In police parlance, that really makes me an old hairbag. Oh well.
I only mention all of this because I have been planning to tell you this story that dates from sometime in the mid-eighties. Since I have been living with this story for about twenty-five years, and it’s a pretty good story, you can well imagine that I will be following the story with some commentary. Oh well.
The boro of Teterboro is the sort of town that couldn’t possibly exist anyplace but New Jersey. There is no reason or excuse for Teterboro. The population of Teterboro was twenty-two at the time in question. But do not make the mistake of thinking, therefore, that this is some tiny, sleepy settlement, isolated in the mountains. No, Teterboro encompasses about two square miles in a very densely populated, almost urban part of the state, just a few minutes from the George Washington Bridge. Interstate-80, all ten lanes of it, goes through Teterboro, and US-46 bisects the boro. (By the way, that’s really how we spell “borough” in New Jersey.) About half of Teterboro is industry and warehousing. The other half is Teterboro Airport, the busiest general aviation airport in the United States. A handful of houses in a line along Huyler Street, on the South Hackensack border, account for the resident population.
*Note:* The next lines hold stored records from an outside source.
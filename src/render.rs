//! Grid rendering of a skiplist's levels, for debugging and demonstration.
//!
//! Each level gets one row, top level first, and each key gets one column,
//! placed according to its position on level 0. A level that skips a key
//! leaves that column blank, so the rendering shows the skips directly:
//!
//! ```text
//! 2:       ->  5                         -> 24
//! 1:       ->  5             -> 15       -> 24
//! 0: ->  1 ->  5 ->  7 -> 12 -> 15 -> 19 -> 24
//! ```

use std::{
    collections::HashMap,
    fmt::{self, Write as _},
};

use crate::{node::NodeId, skiplist::SkipList};

/// Displays the levels of a [`SkipList`] as a grid.
///
/// Created by [`SkipList::grid`]. The grid is computed from a read-only
/// traversal of the list; formatting it never changes the list.
#[derive(Debug)]
pub struct Grid<'a, K, V, G> {
    list: &'a SkipList<K, V, G>,
}

impl<K, V, G> SkipList<K, V, G> {
    /// Returns a [`Display`][fmt::Display] adapter drawing the list as a grid.
    ///
    /// # Examples
    ///
    /// ```
    /// use coinflip_skiplist::{Fixed, SkipList};
    ///
    /// let mut list = SkipList::with_level_generator(Fixed::new(1));
    /// list.insert(3, ());
    /// list.level_generator_mut().set(0);
    /// list.insert(10, ());
    ///
    /// assert_eq!(list.grid().to_string(), "1: ->  3\n0: ->  3 -> 10");
    /// ```
    #[inline]
    pub fn grid(&self) -> Grid<'_, K, V, G> {
        Grid { list: self }
    }
}

impl<K, V, G> fmt::Display for Grid<'_, K, V, G>
where
    K: fmt::Display,
{
    #[expect(
        clippy::arithmetic_side_effects,
        reason = "Label widths are bounded by the formatted key length"
    )]
    fn fmt(&self, f: &mut fmt::Formatter<'_>) -> fmt::Result {
        let list = self.list;

        // Level 0 fixes the column of every node.
        let mut columns: HashMap<NodeId, usize> = HashMap::with_capacity(list.len());
        let mut labels = Vec::with_capacity(list.len());
        for (column, id) in list.ids_at_level(0).enumerate() {
            columns.insert(id, column);
            labels.push(list.node(id).key().map(ToString::to_string).unwrap_or_default());
        }
        let width = labels.iter().map(String::len).max().unwrap_or(0);
        let blank = " ".repeat(width + 3);

        let mut row = String::new();
        for level in (0..=list.level()).rev() {
            let mut present = vec![false; labels.len()];
            for id in list.ids_at_level(level) {
                if let Some(&column) = columns.get(&id) {
                    present[column] = true;
                }
            }

            row.clear();
            write!(row, "{level}:")?;
            for (label, &here) in labels.iter().zip(&present) {
                if here {
                    write!(row, " -> {label:>width$}")?;
                } else {
                    row.push(' ');
                    row.push_str(&blank);
                }
            }

            f.write_str(row.trim_end())?;
            if level > 0 {
                f.write_char('\n')?;
            }
        }
        Ok(())
    }
}

impl<K, V, G> fmt::Display for SkipList<K, V, G>
where
    K: fmt::Display,
{
    #[inline]
    fn fmt(&self, f: &mut fmt::Formatter<'_>) -> fmt::Result {
        fmt::Display::fmt(&self.grid(), f)
    }
}

#[cfg(test)]
mod tests {
    use insta::assert_snapshot;
    use pretty_assertions::assert_eq;

    use crate::{Fixed, SkipList};

    fn list_with_heights<K: Ord>(entries: Vec<(K, usize)>) -> SkipList<K, (), Fixed> {
        let mut list = SkipList::with_level_generator(Fixed::new(0));
        for (key, height) in entries {
            list.level_generator_mut().set(height);
            list.insert(key, ());
        }
        list
    }

    #[test]
    fn example() {
        let mut list = list_with_heights(vec![
            (1, 0),
            (5, 2),
            (7, 0),
            (12, 0),
            (15, 1),
            (19, 0),
            (24, 2),
        ]);
        assert_snapshot!(list.render(), @r"
        2:       ->  5                         -> 24
        1:       ->  5             -> 15       -> 24
        0: ->  1 ->  5 ->  7 -> 12 -> 15 -> 19 -> 24
        ");

        list.delete(&15);
        list.level_generator_mut().set(0);
        list.insert(14, ());
        assert_snapshot!(list.render(), @r"
        2:       ->  5                         -> 24
        1:       ->  5                         -> 24
        0: ->  1 ->  5 ->  7 -> 12 -> 14 -> 19 -> 24
        ");
    }

    #[test]
    fn uneven_widths() {
        let list = list_with_heights(vec![(7, 1), (100, 0), (3, 2)]);
        assert_snapshot!(list.to_string(), @r"
        2: ->   3
        1: ->   3 ->   7
        0: ->   3 ->   7 -> 100
        ");
    }

    #[test]
    fn empty() {
        let list: SkipList<u8, ()> = SkipList::new();
        assert_eq!(list.render(), "0:");
    }

    #[test]
    fn string_keys() {
        let list = list_with_heights(vec![("b", 0), ("a", 1)]);
        assert_eq!(list.render(), "1: -> a\n0: -> a -> b");
    }
}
The Teterboro Police Department hasn’t existed for years now, but, at the time in question, it consisted of five officers, one of whom was usually on duty. They relied on us, the county police, for back-up, assistance, and coverage.
This was a mild, cloudy, quiet Sunday afternoon in October. I was on patrol on Route-17 in Hasbrouck Heights, about one minute from Teterboro Airport. The dispatcher called me and every other unit in the southern half of the county, and sent us to an air charter terminal on the western edge of the airport, telling us, “An airplane is about to land from Wilkes-Barre, Pennsylvania, and a witness in Wilkes-Barre reports that a passenger is armed with a submachine gun.”
Of course, I got there first, but there were five of us, including a plainclothes sergeant, in no time, and more cops coming. We were frantically trying to find anyone who could tell us anything, when the airport manager came careening across the tarmac in a yellow station wagon with an amber beacon on the roof. He shouted through his open window that the plane was on the ground and taxiing.
Just then, a twin-engine plane, big enough to hold about a dozen passengers, came around a row of parked planes and turned toward where we were. It slowed, then stopped, just short of us, its propellers spinning.
A minute passed with no movement save the turning propellers.
The sound of the airplane engines swelled. The propellers spun faster, the plane pivoted to its right, and began to move away. We looked at each other. The airport manager called from his car, “The pilot is transmitting a mayday!”
We jumped into our cars; another cop named Steve piled in with me. We chased the plane up the taxiway along the west side of the airport. The sergeant’s voice came over the radio: “Don’t let him onto the runway!” The plane left the taxiway to cut through an aircraft parking area. Two police cars raced up the taxiway, cut into the parking area in front of the plane, and blocked it. The plane stopped, surrounded by police cars. I was to the right of the plane, even with the tail. We all jumped out and found what cover we could. I was crouched behind my car, holding my .357 revolver level in both hands.
There was no door on the side of the plane facing me — it was on the left side, behind the wing. If someone opened that door and began firing a machine gun out of it, the cops to the left of the plane would be little better than defenseless, half-exposed, armed with six-shooters. I knew that if automatic weapon fire erupted from the plane, cops were likely to be killed; the only chance they would stand would be if those of us out of the line of fire on the right side of the plane peppered the fuselage with gunfire. We were ready.
The engines shut down and the propellers stopped spinning. I knew that the door had opened, because the sergeant was shouting orders at the plane. Three men came out of the plane with their hands raised, moved away from the plane, and lay on the pavement, face down. Three young women, then two men dressed as pilots followed and joined them.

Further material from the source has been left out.